|Livingston, S - UC DAVIS|
Submitted to: Journal of Phytopathology
Publication Type: Peer Reviewed Journal
Publication Acceptance Date: May 1, 2009
Publication Date: December 10, 2009
Citation: Livingston, S., Chen, J., Civerolo, E.L. 2009. Seasonal Behavior of Xylella fastidiosa Causing Almond Leaf Scorch Disease Under Field Conditions and Improved Detection of the Bacteria by Means of Array-PCR. Journal of Phytopathology. 158:40-45. Interpretive Summary: Almond leaf scorch diseases (ALSD) caused by Xylella fastidiosa has re-emerged as a threat to the almond industry in California. Knowledge of X. fastidiosa behavior in the plant host under field conditions is important for disease control. In this two-year research project, we found that the first occurrence of ALSD symptoms in the field varied from year to year (June in 2006 and July in 2007). In both years, PCR detected X. fastidiosa one month before onset of symptoms. PCR was slightly more sensitive than cultivation method for early bacterial detection. Correlation between cultivation and PCR detection was over 90%. An array-PCR protocol was developed to improve detection accuracy.
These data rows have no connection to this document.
//! `testmesh`: the binary wiring every execution-core component together
//! behind a single command surface, in the shape of the teacher's
//! `mockforge` CLI (clap derive, one subcommand per component, a shared
//! `-v/--log-level` flag).

mod config;
mod wiring;

use clap::{Parser, Subcommand};
use config::CliConfig;
use std::collections::BTreeMap;
use std::net::SocketAddr;
use std::path::PathBuf;
use testmesh_domain::{ContractRepository, ExecutionRepository, Flow, FlowRepository, ScheduleRepository};
use testmesh_foundation::BuiltinSource;
use tokio::net::TcpListener;
use tokio_util::sync::CancellationToken;
use wiring::Workspace;

#[derive(Parser)]
#[command(name = "testmesh")]
#[command(about = "TestMesh execution core: flows, mocks, contracts, and schedules")]
#[command(version = env!("CARGO_PKG_VERSION"))]
struct Cli {
    #[arg(short = 'v', long, global = true, default_value = "info")]
    log_level: String,

    #[arg(short, long, global = true)]
    config: Option<PathBuf>,

    #[command(subcommand)]
    command: Commands,
}

#[derive(Subcommand)]
enum Commands {
    /// Execute a flow definition file and print the resulting Execution.
    Run {
        #[arg(short, long)]
        flow: PathBuf,
        /// `key=value` overrides seeded into the execution-scoped variable tier.
        #[arg(long = "var", value_parser = parse_var)]
        vars: Vec<(String, testmesh_domain::Value)>,
    },
    /// Mock Server Fabric transport.
    Mock {
        #[command(subcommand)]
        command: MockCommands,
    },
    /// Contract Engine operations.
    Contract {
        #[command(subcommand)]
        command: ContractCommands,
    },
    /// Cron Scheduler operations.
    Schedule {
        #[command(subcommand)]
        command: ScheduleCommands,
    },
}

#[derive(Subcommand)]
enum MockCommands {
    /// Serve every registered mock server over HTTP on one listener.
    Serve {
        #[arg(long)]
        port: Option<u16>,
    },
}

#[derive(Subcommand)]
enum ContractCommands {
    /// Replay a contract's interactions against a live provider.
    Verify {
        #[arg(long)]
        contract_id: String,
        #[arg(long)]
        base_url: String,
        #[arg(long)]
        state_setup_url: Option<String>,
    },
    /// Classify breaking changes between two contract versions.
    Diff {
        #[arg(long)]
        old: String,
        #[arg(long)]
        new: String,
    },
}

#[derive(Subcommand)]
enum ScheduleCommands {
    /// Preview a cron expression's upcoming fire times without saving it.
    Validate {
        #[arg(long)]
        cron: String,
        #[arg(long, default_value = "UTC")]
        timezone: String,
        #[arg(long, default_value_t = 5)]
        count: usize,
    },
    /// Preview a saved schedule's upcoming fire times.
    Preview {
        #[arg(long)]
        schedule_id: String,
        #[arg(long, default_value_t = 5)]
        count: usize,
    },
    /// Run the scheduler loop until interrupted, firing due schedules on tick.
    Tick {
        #[arg(long)]
        period_ms: Option<u64>,
    },
}

fn parse_var(raw: &str) -> Result<(String, testmesh_domain::Value), String> {
    let (key, value) = raw
        .split_once('=')
        .ok_or_else(|| format!("expected key=value, got '{raw}'"))?;
    let value = serde_json::from_str(value)
        .unwrap_or_else(|_| serde_json::Value::String(value.to_string()));
    Ok((key.to_string(), testmesh_domain::Value::from(value)))
}

fn init_tracing(log_level: &str, json: bool) {
    use tracing_subscriber::layer::SubscriberExt;
    use tracing_subscriber::util::SubscriberInitExt;
    use tracing_subscriber::EnvFilter;

    let env_filter = EnvFilter::try_from_default_env()
        .or_else(|_| EnvFilter::try_new(log_level))
        .unwrap_or_else(|_| EnvFilter::new("info"));

    let registry = tracing_subscriber::registry().with(env_filter);
    if json {
        registry.with(tracing_subscriber::fmt::layer().json()).init();
    } else {
        registry.with(tracing_subscriber::fmt::layer()).init();
    }
}

#[tokio::main]
async fn main() -> anyhow::Result<()> {
    let cli = Cli::parse();
    let config = CliConfig::load(cli.config.as_deref())?;
    init_tracing(&cli.log_level, config.log_json);

    let workspace = Workspace::assemble().await?;

    match cli.command {
        Commands::Run { flow, vars } => run_flow(&workspace, &flow, vars).await,
        Commands::Mock { command: MockCommands::Serve { port } } => {
            serve_mocks(&workspace, port.unwrap_or(config.mock_http_port)).await
        }
        Commands::Contract { command } => run_contract_command(&workspace, command).await,
        Commands::Schedule { command } => run_schedule_command(&workspace, command, config.scheduler_tick_period_ms).await,
    }
}

async fn run_schedule_command(
    workspace: &Workspace,
    command: ScheduleCommands,
    default_period_ms: u64,
) -> anyhow::Result<()> {
    match command {
        ScheduleCommands::Validate { cron, timezone, count } => {
            let result = testmesh_scheduler::validate(&cron, &timezone, workspace.builtins.now(), count);
            println!("{}", serde_json::to_string_pretty(&result.into_value().to_json())?);
        }
        ScheduleCommands::Preview { schedule_id, count } => {
            let id: testmesh_domain::ScheduleId = schedule_id.parse()?;
            let schedule = workspace
                .schedules
                .get(id)
                .await?
                .ok_or_else(|| anyhow::anyhow!("unknown schedule: {schedule_id}"))?;
            let runs = testmesh_scheduler::preview(
                &schedule.cron_expr,
                &schedule.timezone,
                workspace.builtins.now(),
                count,
            )?;
            for run in runs {
                println!("{}", run.to_rfc3339());
            }
        }
        ScheduleCommands::Tick { period_ms } => {
            let scheduler = testmesh_scheduler::Scheduler::new(
                workspace.schedules.clone(),
                workspace.executions.clone(),
                workspace.flows.clone(),
                workspace.runtime.clone(),
                workspace.builtins.clone(),
            );
            let cancel = CancellationToken::new();
            let period = std::time::Duration::from_millis(period_ms.unwrap_or(default_period_ms));
            tracing::info!(?period, "scheduler tick loop starting");
            tokio::select! {
                _ = scheduler.run(period, cancel.clone()) => {}
                _ = tokio::signal::ctrl_c() => {
                    cancel.cancel();
                }
            }
        }
    }
    Ok(())
}

async fn run_flow(
    workspace: &Workspace,
    path: &PathBuf,
    vars: Vec<(String, testmesh_domain::Value)>,
) -> anyhow::Result<()> {
    let content = tokio::fs::read_to_string(path).await?;
    let flow: Flow = if path.extension().and_then(|e| e.to_str()) == Some("json") {
        serde_json::from_str(&content)?
    } else {
        serde_yaml::from_str(&content)?
    };
    workspace.flows.put(flow.clone()).await?;

    let overrides: BTreeMap<String, testmesh_domain::Value> = vars.into_iter().collect();
    let execution = workspace
        .runtime
        .execute(&flow, overrides, CancellationToken::new())
        .await?;
    let summary = serde_json::json!({
        "execution_id": execution.id.to_string(),
        "status": format!("{:?}", execution.status),
        "step_count": execution.steps.len(),
    });
    workspace.executions.put(execution).await?;
    println!("{}", serde_json::to_string_pretty(&summary)?);
    Ok(())
}

async fn serve_mocks(workspace: &Workspace, port: u16) -> anyhow::Result<()> {
    let app = testmesh_mock::router(workspace.mock_fabric.clone());
    let addr = SocketAddr::from(([0, 0, 0, 0], port));
    let listener = TcpListener::bind(addr).await?;
    tracing::info!(%addr, "mock fabric listening");
    axum::serve(listener, app).await?;
    Ok(())
}

async fn run_contract_command(workspace: &Workspace, command: ContractCommands) -> anyhow::Result<()> {
    match command {
        ContractCommands::Verify { contract_id, base_url, state_setup_url } => {
            let id: testmesh_domain::ContractId = contract_id.parse()?;
            let contract = workspace
                .contracts
                .get_contract(id)
                .await?
                .ok_or_else(|| anyhow::anyhow!("unknown contract: {contract_id}"))?;
            let verification = testmesh_contracts::Verifier::new()
                .verify(&contract, &base_url, state_setup_url.as_deref(), workspace.builtins.as_ref())
                .await?;
            println!("{:#?}", verification);
        }
        ContractCommands::Diff { old, new } => {
            let old_id: testmesh_domain::ContractId = old.parse()?;
            let new_id: testmesh_domain::ContractId = new.parse()?;
            let old = workspace
                .contracts
                .get_contract(old_id)
                .await?
                .ok_or_else(|| anyhow::anyhow!("unknown contract: {old_id}"))?;
            let new = workspace
                .contracts
                .get_contract(new_id)
                .await?
                .ok_or_else(|| anyhow::anyhow!("unknown contract: {new_id}"))?;
            let changes = testmesh_contracts::diff(&old, &new);
            let summary = testmesh_contracts::summarize(&changes);
            println!(
                "{} breaking changes (critical={}, major={}, minor={})",
                summary.total, summary.critical, summary.major, summary.minor
            );
            for change in &changes {
                println!(
                    "  {:?} at {}: {} ({})",
                    change.change_type, change.path, change.impact, change.suggestion
                );
            }
        }
    }
    Ok(())
}
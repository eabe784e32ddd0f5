mod app;
mod command;
mod error;
mod model;
mod msg;

use std::io::{self, BufRead, Write};

use anyhow::Result;
use tracing_subscriber::EnvFilter;

use app::App;
use model::config::AppConfig;
use msg::Msg;

fn main() -> Result<()> {
    let config = AppConfig::load()?;

    // Initialize logging to file (never stdout)
    let log_dir = config.log_dir();
    std::fs::create_dir_all(&log_dir)?;

    let file_appender = tracing_appender::rolling::daily(&log_dir, "clipedit.log");
    let (non_blocking, _guard) = tracing_appender::non_blocking(file_appender);
    let filter = EnvFilter::try_from_default_env()
        .unwrap_or_else(|_| EnvFilter::new(&config.log.filter));
    tracing_subscriber::fmt()
        .with_writer(non_blocking)
        .with_env_filter(filter)
        .with_ansi(false)
        .init();

    tracing::info!("clipedit starting");

    let app = App::new(config);
    let result = run(app, io::stdin().lock(), io::stdout().lock(), io::stderr().lock());

    if let Err(e) = &result {
        tracing::error!("session aborted: {e:#}");
    }

    result
}

/// Prompt, read a line, apply it, print the buffer. Repeat until EXIT or EOF.
fn run(
    mut app: App,
    mut input: impl BufRead,
    mut out: impl Write,
    mut err: impl Write,
) -> Result<()> {
    let mut raw = Vec::new();

    // ── Main loop ──
    loop {
        write!(out, "{}", app.config.general.prompt)?;
        out.flush()?;

        let msg = if input.read_until(b'\n', &mut raw)? == 0 {
            writeln!(out)?;
            Msg::Quit
        } else {
            match String::from_utf8(std::mem::take(&mut raw)) {
                Ok(line) => Msg::Line(line),
                Err(e) => Msg::Undecodable(e.utf8_error()),
            }
        };

        let result = app.update(msg);
        app.flush_notifications(&mut err)?;
        result?;

        if app.should_quit {
            break;
        }

        app.view(&mut out)?;
    }

    writeln!(out, "{}", app.config.general.farewell)?;
    tracing::info!("clipedit exiting");
    Ok(())
}
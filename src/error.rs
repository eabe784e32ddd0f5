use std::str::Utf8Error;

use thiserror::Error;

/// Failures reported by editor operations and command parsing.
///
/// Every variant is raised before any state is touched, so a failed
/// command leaves the editor exactly as it was.
#[derive(Debug, Clone, PartialEq, Eq, Error)]
pub enum EditError {
    #[error("selection {start}..={end} is out of range for a buffer of {len} chars")]
    OutOfRangeSelection { start: usize, end: usize, len: usize },

    #[error("{operation} expects {expected}, got {argument:?}")]
    MalformedNumericArgument {
        operation: &'static str,
        expected: &'static str,
        argument: String,
    },

    #[error("input line is not valid UTF-8: {0}")]
    InvalidEncoding(#[from] Utf8Error),
}
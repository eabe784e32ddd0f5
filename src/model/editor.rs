use crate::error::EditError;

use super::buffer::Buffer;
use super::clipboard::Clipboard;
use super::cursor::{CursorState, Selection};

/// The editor state machine: one buffer, one cursor, one clipboard history.
///
/// Every operation either applies fully or returns an error with the state
/// untouched.
#[derive(Debug, Default)]
pub struct Editor {
    buffer: Buffer,
    cursor: CursorState,
    clipboard: Clipboard,
}

impl Editor {
    pub fn new() -> Self {
        Self {
            buffer: Buffer::new(),
            cursor: CursorState::default(),
            clipboard: Clipboard::new(),
        }
    }

    pub fn text(&self) -> String {
        self.buffer.text()
    }

    pub fn cursor(&self) -> usize {
        self.cursor.pos
    }

    pub fn selection(&self) -> &Selection {
        &self.cursor.selection
    }

    pub fn clipboard(&self) -> &Clipboard {
        &self.clipboard
    }

    /// Type `text` at the cursor, replacing the selection if there is one.
    pub fn insert(&mut self, text: &str) {
        if let Some(range) = self.cursor.selection.range() {
            let start = *range.start();
            self.buffer.remove(range);
            self.cursor.pos = start;
        }

        self.cursor.pos += self.buffer.insert(self.cursor.pos, text);
        self.cursor.clear_selection();
    }

    /// Select the inclusive range `start..=end` and park the cursor after it.
    pub fn select(&mut self, start: usize, end: usize) -> Result<(), EditError> {
        let len = self.buffer.len_chars();
        let text = self
            .buffer
            .slice(start..=end)
            .ok_or(EditError::OutOfRangeSelection { start, end, len })?;

        self.cursor.selection = Selection::Active { start, end, text };
        self.cursor.pos = end + 1;
        Ok(())
    }

    /// Move the cursor by `offset` chars, clamped to the buffer. Always deselects.
    pub fn move_cursor(&mut self, offset: isize) {
        self.cursor.move_by(offset, self.buffer.len_chars());
    }

    /// Push the current selection onto the clipboard. No-op without a selection.
    pub fn copy(&mut self) {
        if let Some(text) = self.cursor.selection.text() {
            self.clipboard.push(text);
        }
    }

    /// Insert the `steps_back`-th most recent clipboard entry.
    ///
    /// Returns `false` without touching anything when no such entry exists.
    pub fn paste(&mut self, steps_back: usize) -> bool {
        let Some(entry) = self.clipboard.nth_back(steps_back) else {
            return false;
        };
        let entry = entry.to_string();
        self.insert(&entry);
        true
    }
}
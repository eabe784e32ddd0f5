/// All possible messages that drive state transitions.
#[derive(Debug)]
pub enum Msg {
    /// One raw input line, quoted commands and all.
    Line(String),
    /// An input line whose bytes are not UTF-8.
    Undecodable(std::str::Utf8Error),
    /// Input is exhausted.
    Quit,
}
/// Append-only history of copied selections, most recent last.
#[derive(Debug, Default, Clone)]
pub struct Clipboard {
    entries: Vec<String>,
}

impl Clipboard {
    pub fn new() -> Self {
        Self::default()
    }

    /// Append a snapshot. Empty strings are ignored.
    pub fn push(&mut self, text: &str) {
        if text.is_empty() {
            return;
        }
        self.entries.push(text.to_string());
    }

    /// The `steps_back`-th most recent entry; 1 is the latest copy.
    ///
    /// Returns `None` for 0 or anything past the oldest entry.
    pub fn nth_back(&self, steps_back: usize) -> Option<&str> {
        let idx = self.entries.len().checked_sub(steps_back)?;
        self.entries.get(idx).map(String::as_str)
    }

    pub fn len(&self) -> usize {
        self.entries.len()
    }

    /// Drop every entry.
    #[allow(dead_code)] // reset hook for embedders
    pub fn clear(&mut self) {
        self.entries.clear();
    }
}
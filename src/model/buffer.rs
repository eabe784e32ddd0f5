use std::ops::RangeInclusive;

use ropey::Rope;

/// A flat text buffer backed by a Rope.
///
/// All positions are `char` indices. Line structure is not tracked; a
/// newline is just another character.
#[derive(Debug, Clone, Default)]
pub struct Buffer {
    rope: Rope,
}

impl Buffer {
    /// Create a new empty buffer.
    pub fn new() -> Self {
        Self { rope: Rope::new() }
    }

    /// Create a buffer holding `text`.
    #[cfg(test)]
    pub fn with_text(text: &str) -> Self {
        Self {
            rope: Rope::from_str(text),
        }
    }

    /// Number of chars in the buffer.
    pub fn len_chars(&self) -> usize {
        self.rope.len_chars()
    }

    /// Insert `text` at `char_idx` and return the number of chars inserted.
    ///
    /// `char_idx` is clamped to the end of the buffer.
    pub fn insert(&mut self, char_idx: usize, text: &str) -> usize {
        if text.is_empty() {
            return 0;
        }
        let at = char_idx.min(self.rope.len_chars());
        self.rope.insert(at, text);
        text.chars().count()
    }

    /// Remove an inclusive char range. Out-of-bounds ranges are ignored.
    pub fn remove(&mut self, range: RangeInclusive<usize>) {
        let (start, end) = range.into_inner();
        if start > end || end >= self.rope.len_chars() {
            return;
        }
        self.rope.remove(start..end + 1);
    }

    /// Text of an inclusive char range, or `None` if it is out of bounds.
    pub fn slice(&self, range: RangeInclusive<usize>) -> Option<String> {
        let (start, end) = range.into_inner();
        if start > end || end >= self.rope.len_chars() {
            return None;
        }
        Some(self.rope.slice(start..end + 1).chunks().collect())
    }

    /// Whole buffer contents.
    pub fn text(&self) -> String {
        self.rope.chunks().collect()
    }
}

#[cfg(test)]
mod tests {
    use super::*;

    #[test]
    fn insert_into_empty_buffer() {
        let mut buf = Buffer::new();
        assert_eq!(buf.insert(0, "Hello"), 5);
        assert_eq!(buf.text(), "Hello");
        assert_eq!(buf.len_chars(), 5);
    }

    #[test]
    fn insert_in_middle() {
        let mut buf = Buffer::with_text("Helld");
        buf.insert(3, "lo Wor");
        assert_eq!(buf.text(), "Hello World");
    }

    #[test]
    fn insert_past_end_appends() {
        let mut buf = Buffer::with_text("ab");
        buf.insert(99, "c");
        assert_eq!(buf.text(), "abc");
    }

    #[test]
    fn insert_counts_chars_not_bytes() {
        let mut buf = Buffer::new();
        assert_eq!(buf.insert(0, "héllo"), 5);
        assert_eq!(buf.len_chars(), 5);
    }

    #[test]
    fn remove_is_inclusive() {
        let mut buf = Buffer::with_text("Hello World");
        buf.remove(0..=5);
        assert_eq!(buf.text(), "World");
    }

    #[test]
    fn remove_out_of_bounds_is_ignored() {
        let mut buf = Buffer::with_text("abc");
        buf.remove(1..=3);
        buf.remove(2..=1);
        assert_eq!(buf.text(), "abc");
    }

    #[test]
    fn slice_bounds() {
        let buf = Buffer::with_text("Hello World");
        assert_eq!(buf.slice(6..=10).as_deref(), Some("World"));
        assert_eq!(buf.slice(6..=11), None);
        assert_eq!(buf.slice(3..=2), None);
        assert!(Buffer::new().slice(0..=0).is_none());
    }
}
Technical Abstract: Almond leaf scorch disease (ALSD) caused by Xylella fastidiosa is potentially a serious threat to the almond industry in San Joaquin Valley of California. Knowledge of X. fastidiosa behavior in the plant host under field conditions is important for disease control and this issue is being addressed in this project. Occurrence of ALSD is strongly influenced by environmental factors. In 2006, the earliest leaf scorching symptoms were observed in June, whereas in 2007, the earliest occurrence of leaf scorching symptoms was in July, a delay of one month. In both years, PCR detected X. fastidiosa one month before symptom expression. PCR was slightly more sensitive than cultivation method for early bacterial detection. However, uneven bacterial distribution and random sampling errors may have contributed to differences among the assays. Correlation between cultivation and PCR detection was greater than 90%. During the processing of a large number of samples, we noticed occasional failures in PCR amplifications of some samples, interfering with interpretation of results. We developed an array-PCR protocol using primers from seven housekeeping genes to correct the deficiency.